Published online by Cambridge University Press: 03 February 2010
The development of the banking system: from ‘revolution’ to stagnation
As a result of the relatively slow development of the banking system in the nineteenth century, its size and structure in 1913 differed from that of banking systems in other industrialised countries. The data presented in table 6.1 illustrate these differences clearly. The system of monetary transfer was much less developed in The Netherlands than in neighbouring countries; the proportion of total money supply (Ml) accounted for by notes and coins in circulation was 64 per cent, about twice the corresponding figure for Belgium and Germany.
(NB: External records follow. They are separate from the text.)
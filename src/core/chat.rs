use std::fmt;

use tracing::warn;

use crate::api::{ChatReply, ChatRequest, CHAT_PATH};
use crate::core::api_client::{ApiClient, ApiError};
use crate::core::constants::{CHAT_CONTEXT_WINDOW, MAX_CHAT_INPUT_WORDS};
use crate::core::message::{ChatMessage, ChatRole};
use crate::utils::append_log::AppendLog;

/// Persona the backend assumes when none is selected.
const FALLBACK_PERSONA: &str = "assessment";

/// Input rejected before anything is sent.
#[derive(Debug, Clone, PartialEq, Eq)]
pub enum ValidationError {
    Empty,
    TooManyWords { count: usize, max: usize },
}

impl fmt::Display for ValidationError {
    fn fmt(&self, f: &mut fmt::Formatter<'_>) -> fmt::Result {
        match self {
            ValidationError::Empty => write!(f, "Message is empty"),
            ValidationError::TooManyWords { count, max } => write!(
                f,
                "Message has {count} words; the limit is {max}. Please shorten it."
            ),
        }
    }
}

impl std::error::Error for ValidationError {}

/// Result of a sent message.
#[derive(Debug, Clone, PartialEq, Eq)]
pub enum ChatOutcome {
    /// The backend replied; carries the appended assistant message
    Replied(ChatMessage),
    /// The call failed; carries the appended diagnostic message
    Degraded(ChatMessage),
}

impl ChatOutcome {
    pub fn message(&self) -> &ChatMessage {
        match self {
            ChatOutcome::Replied(message) | ChatOutcome::Degraded(message) => message,
        }
    }
}

pub fn count_words(text: &str) -> usize {
    text.split_whitespace().count()
}

/// A conversation with the backend assistant.
///
/// Local history grows without bound; only the last
/// [`CHAT_CONTEXT_WINDOW`] entries travel with each request.
pub struct ChatSession {
    api: ApiClient,
    history: AppendLog<ChatMessage>,
    input: String,
    context: Option<String>,
}

impl ChatSession {
    pub fn new(api: ApiClient) -> Self {
        Self {
            api,
            history: AppendLog::new(),
            input: String::new(),
            context: None,
        }
    }

    /// Handle to the live transcript, readable while a request is in flight.
    pub fn transcript(&self) -> AppendLog<ChatMessage> {
        self.history.clone()
    }

    pub fn history(&self) -> Vec<ChatMessage> {
        self.history.snapshot()
    }

    /// Free-form description of what the user is looking at, sent as `context`.
    pub fn set_context(&mut self, context: Option<String>) {
        self.context = context;
    }

    pub fn input(&self) -> &str {
        &self.input
    }

    pub fn set_input(&mut self, text: &str) {
        self.input = text.to_string();
    }

    /// Validate, record and send `text`.
    ///
    /// Validation failures send nothing and leave history untouched. API
    /// failures are not returned as errors: they are appended as an assistant
    /// diagnostic and reported through [`ChatOutcome::Degraded`].
    pub async fn send_message(&mut self, text: &str) -> Result<ChatOutcome, ValidationError> {
        let message = text.trim();
        if message.is_empty() {
            return Err(ValidationError::Empty);
        }
        let count = count_words(message);
        if count > MAX_CHAT_INPUT_WORDS {
            return Err(ValidationError::TooManyWords {
                count,
                max: MAX_CHAT_INPUT_WORDS,
            });
        }

        self.input.clear();
        self.append(ChatRole::User, message.to_string());

        let request = ChatRequest {
            message: message.to_string(),
            persona: self
                .api
                .session()
                .persona()
                .map(|session| session.persona.id)
                .unwrap_or_else(|| FALLBACK_PERSONA.to_string()),
            context: self.context.clone(),
            history: self
                .history
                .tail(CHAT_CONTEXT_WINDOW)
                .iter()
                .map(ChatMessage::to_history_entry)
                .collect(),
        };

        match self.api.post::<_, ChatReply>(CHAT_PATH, &request).await {
            Ok(reply) => Ok(ChatOutcome::Replied(
                self.append(ChatRole::Assistant, reply.reply),
            )),
            Err(err) => {
                warn!(status = err.status, error = %err.message, "chat request failed");
                Ok(ChatOutcome::Degraded(
                    self.append(ChatRole::Assistant, diagnostic_for(&err)),
                ))
            }
        }
    }

    /// Put `text` in the input and send it, as if the user had typed it.
    pub async fn send_suggestion(&mut self, text: &str) -> Result<ChatOutcome, ValidationError> {
        self.set_input(text);
        let pending = std::mem::take(&mut self.input);
        let result = self.send_message(&pending).await;
        if result.is_err() {
            self.input = pending;
        }
        result
    }

    fn append(&self, role: ChatRole, content: String) -> ChatMessage {
        let message = ChatMessage {
            role,
            content,
            order: self.history.len(),
        };
        self.history.push(message.clone());
        message
    }
}

fn diagnostic_for(err: &ApiError) -> String {
    if err.status == 0 {
        "I couldn't reach the JARVIS backend. Check that it is running and try again."
            .to_string()
    } else {
        format!(
            "Sorry, I couldn't answer that ({}: {}). Please try again.",
            err.status, err.message
        )
    }
}
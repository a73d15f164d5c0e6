//! jarvis-client is a terminal client for the JARVIS migration intelligence
//! backend.
//!
//! The crate is organized around a small set of collaborating layers:
//! - [`core`] owns the client runtime: persona sessions, the HTTP request
//!   gateway, named real-time channels, agent run streams, chat and the
//!   detail panel stack.
//! - [`api`] defines the wire payloads exchanged with the backend.
//! - [`utils`] holds URL joining, the shared append-only log and tracing setup.
//!
//! The binary (`src/main.rs`) routes through [`crate::cli::main`], which
//! parses arguments and dispatches each subcommand onto [`core`].

pub mod api;
pub mod cli;
pub mod core;
pub mod utils;
pub mod api_client;
pub mod channel_hub;
pub mod chat;
pub mod config;
pub mod constants;
pub mod events;
pub mod message;
pub mod panel;
pub mod persona;
pub mod session;
pub mod stream_sink;
pub mod transport;
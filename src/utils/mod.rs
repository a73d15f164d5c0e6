pub mod append_log;
pub mod logging;
#[cfg(test)]
pub mod test_utils;
pub mod url;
The importance of the composition of the money supply was reflected in the structure of commercial banks' liabilities: in The Netherlands the relationship between equity and deposits was much more favourable than in other countries. The background to this situation, a situation Johan de Vries has labelled archaic (Joh. de Vries 1989, p. 44) is discussed in chapter 5. The foremost factor behind this delayed development of commercial banking in The Netherlands was the large and very efficient prolongatie system, which brought together the supply of and the demand for short-term credit. As a result, banks played a relatively modest role in the money market and, because of the small or absent differences between short-term and long-term interest rates, had difficulties in attracting deposits to enlarge their activities. Only after about 1906 did the large commercial banks, which had hitherto almost exclusively provided short-term credit to commerce, begin to expand rapidly (figure 6.1 and table 6.2).